Essential oils are great. They’re inexpensive, natural, and simple to use. The benefits of using essential oils are huge. They can reduce stress and even help
you get to sleep.
Lavender: One of the most popular essential oils and most commonly used for sleep and relaxation. Not only can lavender help you to fall asleep faster but it can also improve the quality of your sleep. The Good Trade recommends rubbing 2-3 drops into your pillow or directly onto your feet, temples, and wrists.
Another option is to create a bed spray “2 cups distilled water, 1 tbsp witch hazel, and 10-20 drops of lavender. Mist lightly over your sheets and pillow before going to bed”.
Ylang Ylang: It’s an essential oil that comes from a tree that is native to Asian and South Pacific Island rainforests. It’s best known for its sedative properties and can either be added to a bath or mixed with coconut oil and rubbed into the shoulders before bed.
Marjoram: It’s best known for its stress-relieving properties and is commonly used as a sleep aid. It can be applied topically to the neck or back or added to a diffuser before bed. You can also add a few drops to the lavender bed spray mentioned above.

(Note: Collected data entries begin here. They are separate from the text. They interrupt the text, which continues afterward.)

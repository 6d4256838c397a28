pub mod get_series_seasons;
pub mod list_series;

pub use get_series_seasons::{
    GetSeriesSeasonsHandler, GetSeriesSeasonsQuery, GetSeriesSeasonsResult, SeasonEntry,
};
pub use list_series::{ListSeriesHandler, ListSeriesQuery, ListSeriesResult};
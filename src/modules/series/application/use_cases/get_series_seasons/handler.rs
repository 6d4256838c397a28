use async_trait::async_trait;
use std::sync::Arc;

use crate::modules::series::application::service::SeriesService;
use crate::shared::{application::use_case::Query, errors::AppResult};

use super::query::{GetSeriesSeasonsQuery, GetSeriesSeasonsResult, SeasonEntry};

/// Query handler for the season list of one series
pub struct GetSeriesSeasonsHandler {
    service: Arc<SeriesService>,
}

impl GetSeriesSeasonsHandler {
    pub fn new(service: Arc<SeriesService>) -> Self {
        Self { service }
    }
}

#[async_trait]
impl Query<GetSeriesSeasonsQuery, GetSeriesSeasonsResult> for GetSeriesSeasonsHandler {
    async fn execute(&self, query: GetSeriesSeasonsQuery) -> AppResult<GetSeriesSeasonsResult> {
        query.validate()?;

        let seasons = self.service.get_series_seasons(&query.series_key).await?;
        Ok(seasons
            .into_iter()
            .map(|content| SeasonEntry {
                label: self.service.season_label(&content),
                content,
            })
            .collect())
    }
}

#[cfg(test)]
mod tests {
    use super::*;
    use crate::modules::content::domain::ContentRecord;
    use crate::modules::content::infrastructure::InMemoryContentSource;
    use crate::shared::errors::AppError;

    fn handler(records: Vec<ContentRecord>) -> GetSeriesSeasonsHandler {
        let source = Arc::new(InMemoryContentSource::new(records));
        GetSeriesSeasonsHandler::new(Arc::new(SeriesService::new(source)))
    }

    #[tokio::test]
    async fn test_blank_key_is_rejected() {
        let err = handler(vec![])
            .execute(GetSeriesSeasonsQuery::new("  "))
            .await
            .unwrap_err();
        assert!(matches!(err, AppError::InvalidInput(_)));
    }

    #[tokio::test]
    async fn test_entries_are_labelled() {
        let records = vec![
            ContentRecord::anime("4", "AoT Final Season")
                .with_series_key("aot")
                .with_season_number(4)
                .with_season_title("Final Season"),
            ContentRecord::anime("1", "AoT").with_series_key("aot"),
            ContentRecord::anime("2", "AoT Season 2")
                .with_series_key("aot")
                .with_season_number(2),
        ];

        let entries = handler(records)
            .execute(GetSeriesSeasonsQuery::new("aot"))
            .await
            .unwrap();

        let labels: Vec<&str> = entries.iter().map(|e| e.label.as_str()).collect();
        assert_eq!(labels, vec!["Season 1", "Season 2", "Final Season"]);
    }
}
pub mod series_grouping;

pub use series_grouping::{
    format_season_title, group_into_series, seasons_for_series_key, SeriesGrouper,
    SeriesGroupingConfig, SeriesGroupingConfigBuilder, TitleCleaner,
};
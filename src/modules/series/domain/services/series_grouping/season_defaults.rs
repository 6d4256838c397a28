//! Fallback rules for the optional fields of a content record
//!
//! Every optional field used by grouping resolves through exactly one
//! function here. Empty strings count as absent.

use crate::modules::content::domain::ContentRecord;

/// Prefix of keys synthesised for records without a series key
pub const SYNTHETIC_KEY_PREFIX: &str = "series:";

/// Season number assumed when a record carries none
pub const DEFAULT_SEASON_NUMBER: i32 = 1;

/// Word used in generated season labels
pub const SEASON_LABEL_PREFIX: &str = "Season";

fn non_empty(value: &Option<String>) -> Option<&str> {
    value.as_deref().filter(|v| !v.is_empty())
}

/// The record's season number, or 1 when absent
pub fn effective_season_number(record: &ContentRecord) -> i32 {
    record.season_number.unwrap_or(DEFAULT_SEASON_NUMBER)
}

/// Grouping key, synthesised as `"series:" + sourceId` when absent
pub fn effective_series_key(record: &ContentRecord) -> String {
    effective_series_key_with_prefix(record, SYNTHETIC_KEY_PREFIX)
}

/// Grouping key using a custom prefix for synthesised keys
pub fn effective_series_key_with_prefix(record: &ContentRecord, prefix: &str) -> String {
    match non_empty(&record.series_key) {
        Some(key) => key.to_string(),
        None => format!("{}{}", prefix, record.source_id),
    }
}

/// Source id of the series root, defaulting to the record's own id
pub fn effective_root_source_id(record: &ContentRecord) -> &str {
    non_empty(&record.series_root_source_id).unwrap_or(&record.source_id)
}

/// Season-level label for detail views
pub fn format_season_title(record: &ContentRecord) -> String {
    format_season_title_with_label(record, SEASON_LABEL_PREFIX)
}

/// Season-level label using a custom word for generated labels
pub fn format_season_title_with_label(record: &ContentRecord, label: &str) -> String {
    if let Some(season_title) = non_empty(&record.season_title) {
        return season_title.to_string();
    }

    format!("{} {}", label, effective_season_number(record))
}

#[cfg(test)]
mod tests {
    use super::*;

    #[test]
    fn test_missing_season_number_defaults_to_one() {
        let record = ContentRecord::anime("1", "Mushishi");
        assert_eq!(effective_season_number(&record), 1);
        assert_eq!(effective_season_number(&record.with_season_number(3)), 3);
    }

    #[test]
    fn test_series_key_is_synthesised_when_absent() {
        let record = ContentRecord::anime("42", "Ping Pong the Animation");
        assert_eq!(effective_series_key(&record), "series:42");
    }

    #[test]
    fn test_empty_series_key_counts_as_absent() {
        let record = ContentRecord::anime("42", "Ping Pong the Animation").with_series_key("");
        assert_eq!(effective_series_key(&record), "series:42");
    }

    #[test]
    fn test_present_series_key_wins() {
        let record = ContentRecord::anime("42", "x").with_series_key("pingpong");
        assert_eq!(effective_series_key(&record), "pingpong");
        assert_eq!(effective_series_key_with_prefix(&record, "group/"), "pingpong");
    }

    #[test]
    fn test_custom_prefix_for_synthesised_key() {
        let record = ContentRecord::anime("7", "x");
        assert_eq!(effective_series_key_with_prefix(&record, "group/"), "group/7");
    }

    #[test]
    fn test_root_source_id_fallback() {
        let record = ContentRecord::anime("5", "x");
        assert_eq!(effective_root_source_id(&record), "5");

        let record = record.with_series_root_source_id("1");
        assert_eq!(effective_root_source_id(&record), "1");

        let record = ContentRecord::anime("5", "x").with_series_root_source_id("");
        assert_eq!(effective_root_source_id(&record), "5");
    }

    #[test]
    fn test_format_season_title_for_first_season() {
        let record = ContentRecord::anime("1", "x").with_season_number(1);
        assert_eq!(format_season_title(&record), "Season 1");
        assert_eq!(format_season_title(&ContentRecord::anime("1", "x")), "Season 1");
    }

    #[test]
    fn test_format_season_title_prefers_season_title() {
        let record = ContentRecord::anime("6", "x")
            .with_season_number(6)
            .with_season_title("Final Season");
        assert_eq!(format_season_title(&record), "Final Season");
    }

    #[test]
    fn test_format_season_title_numbers_later_seasons() {
        let record = ContentRecord::anime("3", "x").with_season_number(3);
        assert_eq!(format_season_title(&record), "Season 3");

        let record = record.with_season_title("");
        assert_eq!(format_season_title(&record), "Season 3");
    }

    #[test]
    fn test_format_season_title_with_custom_label() {
        let record = ContentRecord::anime("3", "x").with_season_number(2);
        assert_eq!(format_season_title_with_label(&record, "Cour"), "Cour 2");
    }
}
// Shared Kernel
// Cross-cutting pieces used by every bounded context

pub mod application; // Shared application layer patterns
pub mod errors; // Shared error types
pub mod utils; // Logging utilities

// Re-exports for convenience
pub use errors::{AppError, AppResult};
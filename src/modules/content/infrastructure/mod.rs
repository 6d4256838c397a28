pub mod composite_source;
pub mod in_memory_source;
pub mod json_source;

pub use composite_source::CompositeContentSource;
pub use in_memory_source::InMemoryContentSource;
pub use json_source::JsonContentSource;
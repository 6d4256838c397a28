use async_trait::async_trait;
use std::path::{Path, PathBuf};
use tracing::{debug, info};

use crate::modules::content::domain::{ContentRecord, ContentSource};
use crate::shared::errors::AppResult;

/// Where the JSON payload lives
#[derive(Debug, Clone)]
enum JsonPayload {
    Inline(String),
    File(PathBuf),
}

/// Content source decoding a JSON array of records
///
/// The payload is decoded on every listing, so a file source picks up
/// changes written between calls.
#[derive(Debug, Clone)]
pub struct JsonContentSource {
    payload: JsonPayload,
}

impl JsonContentSource {
    /// Source backed by an in-memory JSON document
    pub fn from_json(json: impl Into<String>) -> Self {
        Self {
            payload: JsonPayload::Inline(json.into()),
        }
    }

    /// Source backed by a JSON file on disk
    pub fn from_file(path: impl AsRef<Path>) -> Self {
        Self {
            payload: JsonPayload::File(path.as_ref().to_path_buf()),
        }
    }

    /// Decode a JSON array of content records
    pub fn decode(json: &str) -> AppResult<Vec<ContentRecord>> {
        let records: Vec<ContentRecord> = serde_json::from_str(json)?;
        Ok(records)
    }
}

#[async_trait]
impl ContentSource for JsonContentSource {
    async fn list_content(&self) -> AppResult<Vec<ContentRecord>> {
        match &self.payload {
            JsonPayload::Inline(json) => Self::decode(json),
            JsonPayload::File(path) => {
                debug!("Reading content records from {}", path.display());
                let json = tokio::fs::read_to_string(path).await?;
                let records = Self::decode(&json)?;
                info!("Decoded {} records from {}", records.len(), path.display());
                Ok(records)
            }
        }
    }

    fn name(&self) -> &str {
        match self.payload {
            JsonPayload::Inline(_) => "json-inline",
            JsonPayload::File(_) => "json-file",
        }
    }
}
use async_trait::async_trait;
use futures::future::try_join_all;
use std::sync::Arc;
use tracing::{debug, warn};

use crate::modules::content::domain::{ContentRecord, ContentSource};
use crate::shared::errors::AppResult;

/// Fans a listing out to several sources and concatenates the snapshots
///
/// Sources are queried concurrently; records keep the order of the source
/// list, then the order each source returned them in. A single failing
/// source fails the whole listing.
#[derive(Clone, Default)]
pub struct CompositeContentSource {
    sources: Vec<Arc<dyn ContentSource>>,
}

impl CompositeContentSource {
    pub fn new(sources: Vec<Arc<dyn ContentSource>>) -> Self {
        Self { sources }
    }

    pub fn with_source(mut self, source: Arc<dyn ContentSource>) -> Self {
        self.sources.push(source);
        self
    }

    pub fn source_count(&self) -> usize {
        self.sources.len()
    }
}

#[async_trait]
impl ContentSource for CompositeContentSource {
    async fn list_content(&self) -> AppResult<Vec<ContentRecord>> {
        let listings = self.sources.iter().map(|source| async move {
            source.list_content().await.inspect_err(|e| {
                warn!("Source '{}' failed: {}", source.name(), e);
            })
        });

        let snapshots = try_join_all(listings).await?;
        let records: Vec<ContentRecord> = snapshots.into_iter().flatten().collect();

        debug!(
            "Composite listing merged {} sources into {} records",
            self.sources.len(),
            records.len()
        );
        Ok(records)
    }

    fn name(&self) -> &str {
        "composite"
    }
}

impl std::fmt::Debug for CompositeContentSource {
    fn fmt(&self, f: &mut std::fmt::Formatter<'_>) -> std::fmt::Result {
        f.debug_struct("CompositeContentSource")
            .field(
                "sources",
                &self.sources.iter().map(|s| s.name().to_string()).collect::<Vec<_>>(),
            )
            .finish()
    }
}
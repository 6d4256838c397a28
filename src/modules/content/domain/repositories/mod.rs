pub mod content_source;

pub use content_source::ContentSource;
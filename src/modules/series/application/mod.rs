pub mod service;
pub mod use_cases;

pub use service::SeriesService;
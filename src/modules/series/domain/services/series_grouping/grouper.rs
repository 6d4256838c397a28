use once_cell::sync::Lazy;
use std::collections::HashMap;

use super::config::SeriesGroupingConfig;
use super::season_defaults::{
    effective_root_source_id, effective_season_number, effective_series_key_with_prefix,
    format_season_title_with_label, SEASON_LABEL_PREFIX, SYNTHETIC_KEY_PREFIX,
};
use super::title_cleaner::TitleCleaner;
use crate::modules::content::domain::ContentRecord;
use crate::modules::series::domain::entities::Series;
use crate::shared::errors::AppResult;
use crate::shared::utils::logger::LogContext;

static DEFAULT_GROUPER: Lazy<SeriesGrouper> = Lazy::new(SeriesGrouper::default);

/// Partitions anime records into series and picks a representative per series
///
/// Grouping is a pure function of its input: records are borrowed, never
/// mutated, and non-anime records are ignored.
#[derive(Debug, Clone)]
pub struct SeriesGrouper {
    cleaner: TitleCleaner,
    synthetic_key_prefix: String,
    season_label_prefix: String,
}

impl SeriesGrouper {
    pub fn new(cleaner: TitleCleaner) -> Self {
        Self {
            cleaner,
            synthetic_key_prefix: SYNTHETIC_KEY_PREFIX.to_string(),
            season_label_prefix: SEASON_LABEL_PREFIX.to_string(),
        }
    }

    /// Build a grouper from a configuration, validating it first
    pub fn from_config(config: &SeriesGroupingConfig) -> AppResult<Self> {
        config.validate()?;

        let mut cleaner = TitleCleaner::standard();
        for (index, pattern) in config.extra_marker_patterns.iter().enumerate() {
            cleaner = cleaner.with_rule(&format!("extra-{}", index), pattern)?;
        }

        Ok(Self {
            cleaner,
            synthetic_key_prefix: config.synthetic_key_prefix.clone(),
            season_label_prefix: config.season_label_prefix.clone(),
        })
    }

    /// Group records into series, in order of first appearance
    pub fn group(&self, records: &[ContentRecord]) -> Vec<Series> {
        let mut index_by_key: HashMap<String, usize> = HashMap::new();
        let mut accumulators: Vec<SeriesAccumulator<'_>> = Vec::new();

        for record in records.iter().filter(|r| r.is_anime()) {
            let key = self.series_key_for(record);
            match index_by_key.get(&key).copied() {
                Some(index) => accumulators[index].absorb(record),
                None => {
                    index_by_key.insert(key.clone(), accumulators.len());
                    accumulators.push(SeriesAccumulator::start(key, record));
                }
            }
        }

        let anime_count: usize = accumulators.iter().map(|acc| acc.members.len()).sum();
        let series: Vec<Series> = accumulators
            .into_iter()
            .map(|acc| acc.finish(&self.cleaner))
            .collect();

        LogContext::grouping_summary(records.len(), anime_count, series.len());
        series
    }

    /// All anime seasons sharing `key`, sorted by effective season number
    pub fn seasons_for_series_key(&self, records: &[ContentRecord], key: &str) -> Vec<ContentRecord> {
        let mut seasons: Vec<ContentRecord> = records
            .iter()
            .filter(|r| r.is_anime() && self.series_key_for(r) == key)
            .cloned()
            .collect();
        seasons.sort_by_key(effective_season_number);
        seasons
    }

    /// Effective grouping key of a record under this grouper's prefix
    pub fn series_key_for(&self, record: &ContentRecord) -> String {
        effective_series_key_with_prefix(record, &self.synthetic_key_prefix)
    }

    /// Season-level label under this grouper's label prefix
    pub fn format_season_title(&self, record: &ContentRecord) -> String {
        format_season_title_with_label(record, &self.season_label_prefix)
    }

    pub fn clean_title(&self, title: &str) -> String {
        self.cleaner.clean(title)
    }
}

impl Default for SeriesGrouper {
    fn default() -> Self {
        Self::new(TitleCleaner::standard())
    }
}

/// In-progress series while records are being folded in
struct SeriesAccumulator<'a> {
    series_key: String,
    series_root_source_id: String,
    members: Vec<&'a ContentRecord>,
    representative: usize,
}

impl<'a> SeriesAccumulator<'a> {
    fn start(series_key: String, record: &'a ContentRecord) -> Self {
        Self {
            series_key,
            series_root_source_id: effective_root_source_id(record).to_string(),
            members: vec![record],
            representative: 0,
        }
    }

    fn absorb(&mut self, record: &'a ContentRecord) {
        let current = effective_season_number(self.members[self.representative]);
        self.members.push(record);

        if should_replace_representative(current, effective_season_number(record)) {
            self.representative = self.members.len() - 1;
        }
    }

    fn finish(mut self, cleaner: &TitleCleaner) -> Series {
        let representative = self.members[self.representative].clone();
        // Stable: equal season numbers keep their arrival order
        self.members.sort_by_key(|record| effective_season_number(record));

        Series {
            title: cleaner.clean(&representative.title),
            series_key: self.series_key,
            series_root_source_id: self.series_root_source_id,
            seasons: self.members.into_iter().cloned().collect(),
            representative_content: representative,
        }
    }
}

/// Season 1 always takes over; otherwise the later season wins while no
/// season 1 has been seen.
fn should_replace_representative(current: i32, candidate: i32) -> bool {
    candidate == 1 || (current != 1 && candidate > current)
}

/// Group records with the default grouper
pub fn group_into_series(records: &[ContentRecord]) -> Vec<Series> {
    DEFAULT_GROUPER.group(records)
}

/// Seasons for one key with the default grouper
pub fn seasons_for_series_key(records: &[ContentRecord], key: &str) -> Vec<ContentRecord> {
    DEFAULT_GROUPER.seasons_for_series_key(records, key)
}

A bath before bed is a great relaxation tool. In fact, studies have found that bathing as part of your night routine can increase sleep quality. It is also great for soothing sore muscles and signaling to your body that it’s time to start readying for sleep. Even bathing for as little as ten minutes was found to greatly improve sleep patterns. Your bath water should be about 104 to 109 °F (40 to 43°C).
Essentially, bathing before bed works because the hot water actually changes the core body temperature. Around bedtime, the body drops in temperature. Body temperature reaches its lowest point during deep sleep. Though it may seem like taking a hot bath before bed makes no sense, it actually aids the body in regulating temperature. In bathwater of such a high temperature, the body temperature goes up.
Once the body temperature reaches 38 °C, it has to come down. This imitates the natural decrease in body temperature before sleep. Blood is then circulated to the extremities and the core temperature falls. This reduction in core temperature signals to the body that it’s time to start producing melatonin.
Meditation and Sleep
With such full-on days, our minds can struggle to relax. It’s vital that you relax your mind before trying to get some much-needed rest. Between 30 and
50% of adults worldwide regularly struggle to fall asleep. This difficulty in getting to sleep is most commonly linked to stress. But there’s a problem because this can turn into a vicious cycle. High stress levels can make sleeping difficult but not getting enough rest can also cause stress. It’s vital to address at least one of the issues as this will usually lead to improvements in the other.
If you struggle to get your brain to ‘turn off’, meditation might be worth a try. Essentially, mediation is a relaxation technique that is used to quiet the mind and body. Meditation addresses the stress reaction by improving the relaxation response. In the longer term, mediation can also aid in controlling the autonomic nervous system. Good control over this aspect of your nervous system can reduce how easily you are woken up by external factors.
Meditation can also increase melatonin and serotonin, reduce heart rate, and decrease blood pressure. It also activates the part of the brain which controls sleep. All of these changes are present in the beginning phases of sleep. Essentially, mediation speeds up the process by initiating these changes before you are even asleep.